Ogre, mastodonte, tsunami, apocalypse… les qualificatifs extrêmes sont légion lorsqu’on évoque Amazon. Mais force est de reconnaître que le modèle de la société de Seattle est devenu en moins d’un quart de siècle un standard de consommation. A grands coups de disruptions du marché, Amazon, qui totalise 177.9 milliards de dollars de chiffre d’affaires pour 2017, pousse les retailers traditionnels, sévèrement mis à mal par un retard digital avéré et des modèles obsolètes, à se renouveler, ou à abandonner la partie. Découvrons comment le libraire en ligne de 1994, a bouleversé les attentes et les comportements des consommateurs, quelles sont ses cibles de demain et quelles armes les distributeurs déploient pour s’adapter et survivre.

 

Les effets d’Amazon sur la distribution

 

Débarquée en France en 2000, Amazon a d’abord pris les lecteurs, dans les filets de ses algorithmes ultra-performants : facilité toute nouvelle pour trouver un livre, choix très large, prix attractifs et livraison rapide à domicile ont très vite séduit l’hexagone.
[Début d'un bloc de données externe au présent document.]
//! End-to-end resolution tests
//!
//! Wires a resolver from config against mock Jikan, AniList and Kitsu
//! servers: Config -> Resolver -> HTTP -> ResolvedAvailability.

use aniwatch::config::{Config, Endpoints};
use aniwatch::models::{AiringState, Provenance, ShowQuery, SourceKind};
use aniwatch::resolver::Resolver;
use mockito::{Matcher, Server, ServerGuard};

struct Services {
    jikan: ServerGuard,
    anilist: ServerGuard,
    kitsu: ServerGuard,
}

impl Services {
    async fn start() -> Self {
        Self {
            jikan: Server::new_async().await,
            anilist: Server::new_async().await,
            kitsu: Server::new_async().await,
        }
    }

    fn config(&self) -> Config {
        Config {
            timeout_secs: 5,
            endpoints: Endpoints {
                jikan: self.jikan.url(),
                anilist: self.anilist.url(),
                kitsu: self.kitsu.url(),
                malsync: "http://127.0.0.1:9".to_string(),
            },
            ..Default::default()
        }
    }
}

const JIKAN_AIRING: &str = r#"{ "data": {
    "mal_id": 52991,
    "title": "Sousou no Frieren",
    "episodes": 28,
    "status": "Currently Airing"
} }"#;

#[tokio::test]
async fn test_airing_show_uses_anilist_next_episode() {
    let mut services = Services::start().await;

    let jikan = services
        .jikan
        .mock("GET", "/anime/52991")
        .with_status(200)
        .with_body(JIKAN_AIRING)
        .create_async()
        .await;

    let anilist = services
        .anilist
        .mock("POST", "/")
        .with_status(200)
        .with_body(
            r#"{ "data": { "Media": {
                "episodes": 28,
                "status": "RELEASING",
                "nextAiringEpisode": { "episode": 9, "airingAt": 1698415200 },
                "title": { "romaji": "Sousou no Frieren" },
                "airingSchedule": { "edges": [] }
            } } }"#,
        )
        .create_async()
        .await;

    let kitsu = services
        .kitsu
        .mock("GET", Matcher::Any)
        .expect(0)
        .create_async()
        .await;

    let resolver = Resolver::from_config(&services.config());
    let resolved = resolver.resolve(&ShowQuery::new(52991)).await;

    jikan.assert_async().await;
    anilist.assert_async().await;
    kitsu.assert_async().await;

    assert_eq!(resolved.episodes, 8);
    assert_eq!(resolved.provenance, Provenance::NextEpisode(SourceKind::AniList));
}

#[tokio::test]
async fn test_anilist_down_falls_back_to_minimum_backup() {
    let mut services = Services::start().await;

    services
        .jikan
        .mock("GET", "/anime/52991")
        .with_status(200)
        .with_body(JIKAN_AIRING)
        .create_async()
        .await;

    let episodes: Vec<String> = (1..=10)
        .map(|n| format!(r#"{{ "mal_id": {} }}"#, n))
        .collect();
    services
        .jikan
        .mock("GET", "/anime/52991/episodes")
        .match_query(Matcher::UrlEncoded("page".into(), "1".into()))
        .with_status(200)
        .with_body(format!(
            r#"{{ "pagination": {{ "has_next_page": false }}, "data": [{}] }}"#,
            episodes.join(",")
        ))
        .create_async()
        .await;

    services
        .anilist
        .mock("POST", "/")
        .with_status(500)
        .create_async()
        .await;

    services
        .kitsu
        .mock("GET", "/mappings")
        .match_query(Matcher::Any)
        .with_status(200)
        .with_body(
            r#"{ "data": [], "included": [
                { "id": "46474", "type": "anime", "attributes": { "episodeCount": 28 } }
            ] }"#,
        )
        .create_async()
        .await;

    let resolver = Resolver::from_config(&services.config());
    let resolved = resolver.resolve(&ShowQuery::new(52991)).await;

    assert_eq!(resolved.episodes, 10);
    assert_eq!(resolved.provenance, Provenance::BackupSources(SourceKind::Jikan));
    assert!(!resolved.clamped);
}

#[tokio::test]
async fn test_everything_down_still_answers() {
    let mut services = Services::start().await;

    services
        .jikan
        .mock("GET", Matcher::Any)
        .with_status(503)
        .create_async()
        .await;
    services
        .anilist
        .mock("POST", "/")
        .with_status(503)
        .create_async()
        .await;
    services
        .kitsu
        .mock("GET", Matcher::Any)
        .with_status(503)
        .create_async()
        .await;

    let resolver = Resolver::from_config(&services.config());

    // No status from anywhere: unknown branch, no planned total
    let unknown = resolver.resolve(&ShowQuery::new(52991)).await;
    assert_eq!(unknown.episodes, 0);

    // Caller knows it is airing: last-resort constant
    let query = ShowQuery::new(52991)
        .with_title("Sousou no Frieren")
        .with_airing_state(AiringState::CurrentlyAiring);
    let airing = resolver.resolve(&query).await;
    assert_eq!(airing.episodes, 6);
    assert_eq!(airing.provenance, Provenance::Fallback);
}

#[tokio::test]
async fn test_config_overrides_reach_resolver() {
    let services = Services::start().await;

    let mut config = services.config();
    config.overrides.insert("52991".into(), 12);

    let resolver = Resolver::from_config(&config);
    let resolved = resolver.resolve(&ShowQuery::new(52991)).await;

    assert_eq!(resolved.episodes, 12);
    assert_eq!(resolved.provenance, Provenance::Override);
}
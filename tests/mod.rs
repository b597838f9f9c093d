//! Integration tests for aniwatch
//!
//! Tests are organized by component:
//! - jikan_test: Jikan client (search, anime metadata, episode pages)
//! - anilist_test: AniList GraphQL client
//! - kitsu_test: Kitsu mapping and title lookups
//! - malsync_test: MAL-Sync site links
//! - resolver_test: Resolution order against stub sources
//! - cli_test: Argument parsing and command handlers
//! - e2e_test: Config -> Resolver -> mock HTTP -> resolved count

// Note: Each test file is a separate integration test crate
// Tests are run individually by cargo, not via mod.rs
Aujourd’hui, sur un marché du livre qui pèse encore 4 milliards d’euros mais qui se contracte d’environ 1.1% par an depuis 2011, Amazon détient les deux tiers de la vente de livres en ligne en 2017, ce qui représente de 12 à 14% du chiffre d’affaires de l’édition. Paradoxalement, le premier libraire de France ne considère déjà plus les livres comme un axe stratégique majeur de développement. En revanche, sa suprématie pèse encore très lourd sur les difficultés du secteur.

 

Au moment même où la France découvrait Amazon, son fondateur Jeff Bezos avait déjà entamé la diversification de sa société et lorgnait le marché du jouet. Il lui aura fallu moins de 20 ans pour mettre à terre les deux premiers distributeurs spécialisés : en mars 2018, l’américain Toys’R’Us -numéro 1 et encore 13% de part de marché en 2010 – est mis en faillite et son challenger français, La Grande Récré, en cessation de paiement. Notons également le cas de Maplin, le plus gros distributeur de jouets au Royaume Uni, qui voit ses ventes divisées par 2 entre 2008 et 2017, avant de tirer sa révérence. Ces enseignes, terrassées par Amazon, n’ont pas su s’adapter au changement d’environnement commercial et à l’évolution rapide des modes de consommation portées par le numérique : e-commerce à la traîne (5 à 8% des ventes de Toys’R’Us réalisées en ligne contre 30% pour le marché Europééen et 25% aux Etats-Unis), points de vente démodés, inadaptés aux nouvelles exigences des clients, segments de marchés à forte demande sous représentés (jeux vidéos par exemple). Sur ce marché qui totalise en France 3.4 milliards d’euros de CA en 2017, les pure players comme Amazon détiennent 19% de PDM, soit +6% vs 2014. La distribution spécialisée totalise 40% de la part de marché, qui a reculé de 4% en 3 ans, et la grande distribution 34% soit -2% par rapport à 2014.

 

En 2016, Amazon est le premier distributeur en non alimentaire, devant Leroy Merlin et La Fnac avec 8 milliards d’euros de chiffre d’affaires. En Allemagne et au Royaume Uni, la société de Seattle aurait représenté un tiers de la croissance de la distribution ! Mais le roi du e-commerce ne compte pas s’arrêter là et vise désormais d’autres secteurs, leur appliquant sa recette gagnante, composée de prix bas, de références démultipliées, de services fluides et efficaces et de livraisons express.

 

 

Les prochaines étapes d’Amazon

 

Un marché qui pèse 800 milliards de dollars au niveau mondial a de quoi susciter la convoitise. C’est donc sans surprise qu’Amazon a lancé son offensive sur la distribution alimentaire, en s’offrant, en 2017 pour 13.7 milliards de dollars, la chaîne américaine de supermarchés bio Whole Foods Market, provoquant un vent de panique au sein des acteurs de la grande distribution. Imaginait-on, il y a encore quelques années, que la part de marché d’Amazon dans l’épicerie en ligne serait de 18%, soit le double de Walmart ? Toujours plus loin, telle semble être la devise d’Amazon, qui s’allie en mars 2018 avec Monoprix, pour étoffer son offre alimentaire à destination de ses abonnés Prime.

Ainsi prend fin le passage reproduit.